Mais de nombreux oléiculteurs se sont opposés à cette solution radicale, considérant que le fait de tailler les branches malades ou d'utiliser des remèdes alternatifs, à base de sulfate de cuivre et de chaux, serait suffisant pour bloquer l'épidémie. D'autres cultivateurs épargnés par l'infection ont déposé des recours devant le tribunal administratif, refusant l'usage systématique d'insecticides pour éliminer la cicadelle, par peur de perdre l'étiquette de production bio. Les juges leur ont donné raison, obligeant le gouvernement à corriger son plan. «Ils risquent de garder leur étiquette bio mais de perdre leurs arbres. Il vaut mieux arracher un arbre pour en sauver cent», fait-on remarquer à Voce dell'Ulivo.
«Ces recours en justice ont en partie retardé la mise en place de notre plan», reconnaît-on au ministère italien des Politiques agricoles, où l'on conteste avoir minimisé la gravité du phénomène : «Dès octobre 2013, nous avons pris en main la situation et ordonné des analyses. Nous en avons effectué plus de 33 000 dans tout le pays, dont 26 000 dans les Pouilles, ce qui nous permet d'assurer aujourd'hui qu'il n'y a pas de présence de Xylella en Italie hors des provinces de Lecce et Brindisi. Nous analyserons 70 000 autres plantes d'ici la fin de l'année. Aucun pays européen n'en a réalisé autant.»
«Détermination»
«Les choses se sont débloquées il y a une quinzaine de jours, considère de son côté le chercheur Donato Boscia. Il semble qu'il y ait une détermination des autorités régionales et gouvernementales pour appliquer le plan.»Cinquante-deux arbres infectés ont ainsi été arrachés au cours des derniers jours dans la région d'Oria, au nord de la zone tampon. Des amendes ont été infligées à des agriculteurs qui refusaient d'utiliser des pesticides contre la cicadelle. Après avoir décrété l'état de catastrophe naturelle, Rome a débloqué 11 millions d'euros pour les oléiculteurs touchés et renforcé le nombre de fonctionnaires chargés des contrôles.
Du côté de Voce dell'Ulivo, on estime néanmoins que ces mesures sont incomplètes : «Il faut impliquer davantage les agriculteurs. Il ne suffit pas de les indemniser. Nous demandons par exemple de pouvoir replanter des oliviers de six variétés, comme le leccino, qui sont beaucoup moins susceptibles d'être touchées par Xylella. Si on ne donne pas de perspectives aux oléiculteurs, ils ne participeront jamais à l'arrachage des plantes malades et la progression continuera.»
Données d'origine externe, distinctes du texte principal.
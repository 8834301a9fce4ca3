//! Database module - MySQL implementations using SQLx
//!
//! - Connection pool management and embedded migrations
//! - Repository implementations for the core repository traits

pub mod connection;
pub mod mysql;

#[cfg(test)]
mod tests;

// Re-export commonly used types
pub use connection::{DatabasePool, PoolStatistics};
pub use mysql::{MySqlStudentRepository, MySqlSubjectRepository, MySqlTokenRepository};
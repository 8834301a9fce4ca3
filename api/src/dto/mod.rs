pub mod error;
pub mod students;
pub mod tokens;

pub use error::{ErrorResponse, ErrorResponseExt};
pub use students::{CreateSubjectRequest, ImportStudentsRequest, ListStudentsQuery, StudentImportDto};
pub use tokens::{
    IssueTokensRequest, ListTokensQuery, RecipientDto, SendNotificationsRequest,
    ValidateTokenQuery,
};
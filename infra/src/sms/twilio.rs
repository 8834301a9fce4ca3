//! Twilio SMS Service Implementation
//!
//! Production SMS delivery through the Twilio API with E.164 validation and
//! bounded retries with exponential backoff. Phone numbers are masked in logs.

use async_trait::async_trait;
use phonenumber::{Mode, PhoneNumber};
use std::time::Duration;
use tracing::{debug, error, info, warn};
use twilio::{Client, OutboundMessage};

use gp_core::services::SmsSender;
use gp_shared::utils::mask_phone_number;
use gp_shared::SmsConfig;

use crate::InfrastructureError;

/// Twilio's hard limit on a message body
const MAX_MESSAGE_LENGTH: usize = 1600;

/// Twilio SMS service configuration
#[derive(Debug, Clone)]
pub struct TwilioConfig {
    /// Twilio Account SID
    pub account_sid: String,
    /// Twilio Auth Token
    pub auth_token: String,
    /// From phone number (must be a Twilio phone number)
    pub from_number: String,
    /// Maximum attempts per message
    pub max_retries: u32,
    /// Initial retry delay in milliseconds
    pub retry_delay_ms: u64,
}

impl TwilioConfig {
    /// Derive the Twilio settings from the SMS section of the application config
    pub fn from_sms_config(config: &SmsConfig) -> Result<Self, InfrastructureError> {
        if config.account_sid.is_empty() || config.auth_token.is_empty() {
            return Err(InfrastructureError::Config(
                "sms.account_sid and sms.auth_token are required for Twilio".to_string(),
            ));
        }
        if !config.from_number.starts_with('+') {
            return Err(InfrastructureError::Config(
                "sms.from_number must be in E.164 format (starting with '+')".to_string(),
            ));
        }

        Ok(Self {
            account_sid: config.account_sid.clone(),
            auth_token: config.auth_token.clone(),
            from_number: config.from_number.clone(),
            max_retries: 3,
            retry_delay_ms: 1000,
        })
    }
}

/// Twilio SMS service implementation
pub struct TwilioSmsService {
    client: Client,
    config: TwilioConfig,
}

impl TwilioSmsService {
    pub fn new(config: TwilioConfig) -> Self {
        let client = Client::new(&config.account_sid, &config.auth_token);

        info!(
            from = %mask_phone_number(&config.from_number),
            "Twilio SMS service initialized"
        );

        Self { client, config }
    }

    /// Validate and normalize a phone number to E.164 format
    pub(crate) fn validate_phone_number(phone: &str) -> Result<String, InfrastructureError> {
        if !phone.starts_with('+') {
            return Err(InfrastructureError::Sms(
                "Phone number must be in E.164 format (e.g., +14155552671)".to_string(),
            ));
        }

        let parsed = phone.parse::<PhoneNumber>().map_err(|e| {
            error!(error = %e, "Invalid phone number format");
            InfrastructureError::Sms(format!("Invalid phone number format: {}", e))
        })?;
        let formatted = parsed.format().mode(Mode::E164).to_string();
        debug!(phone = %mask_phone_number(&formatted), "Validated phone number");
        Ok(formatted)
    }

    /// Send SMS with retry logic
    async fn send_with_retry(&self, to: &str, body: &str) -> Result<String, InfrastructureError> {
        let mut attempts = 0;
        let mut delay = Duration::from_millis(self.config.retry_delay_ms);

        loop {
            attempts += 1;
            debug!(
                attempt = attempts,
                max = self.config.max_retries,
                to = %mask_phone_number(to),
                "Sending SMS"
            );

            let msg = OutboundMessage::new(&self.config.from_number, to, body);
            match self.client.send_message(msg).await {
                Ok(response) => {
                    info!(
                        to = %mask_phone_number(to),
                        sid = %response.sid,
                        "SMS sent successfully"
                    );
                    return Ok(response.sid);
                }
                Err(e) => {
                    error!(
                        attempt = attempts,
                        max = self.config.max_retries,
                        error = %e,
                        "Failed to send SMS"
                    );

                    if attempts >= self.config.max_retries {
                        return Err(InfrastructureError::Sms(format!(
                            "Failed to send SMS after {} attempts: {}",
                            self.config.max_retries, e
                        )));
                    }

                    let error_msg = e.to_string();
                    if error_msg.contains("400") || error_msg.contains("invalid") {
                        // Client errors will not succeed on retry
                        return Err(InfrastructureError::Sms(format!("Invalid request: {}", e)));
                    }
                    warn!(?delay, "Retrying SMS after backoff");

                    tokio::time::sleep(delay).await;
                    delay *= 2;
                }
            }
        }
    }
}

#[async_trait]
impl SmsSender for TwilioSmsService {
    async fn send_sms(&self, phone: &str, body: &str) -> Result<String, String> {
        let normalized = Self::validate_phone_number(phone).map_err(|e| e.to_string())?;

        if body.chars().count() > MAX_MESSAGE_LENGTH {
            return Err(format!(
                "Message exceeds maximum length of {} characters",
                MAX_MESSAGE_LENGTH
            ));
        }

        info!(
            to = %mask_phone_number(&normalized),
            length = body.len(),
            "Sending SMS via Twilio"
        );
        self.send_with_retry(&normalized, body)
            .await
            .map_err(|e| e.to_string())
    }

    fn provider_name(&self) -> &str {
        "Twilio"
    }
}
En revanche, jeudi en Italie, personne ne voulait encore croire que Xylella fastidiosa corse soit liée à l'épidémie italienne. On attend encore de connaître les résultats des analyses pour savoir s'il s'agit exactement de la même bactérie. Mais quoi qu'il en soit, l'oléiculteur Giovanni Melcarne met en garde : «Si Xylella arrive dans les zones portuaires comme Bari ou Brindisi, il est à redouter qu'elle passe, par le biais des bateaux, en Grèce, puis dans tout le bassin méditerranéen.»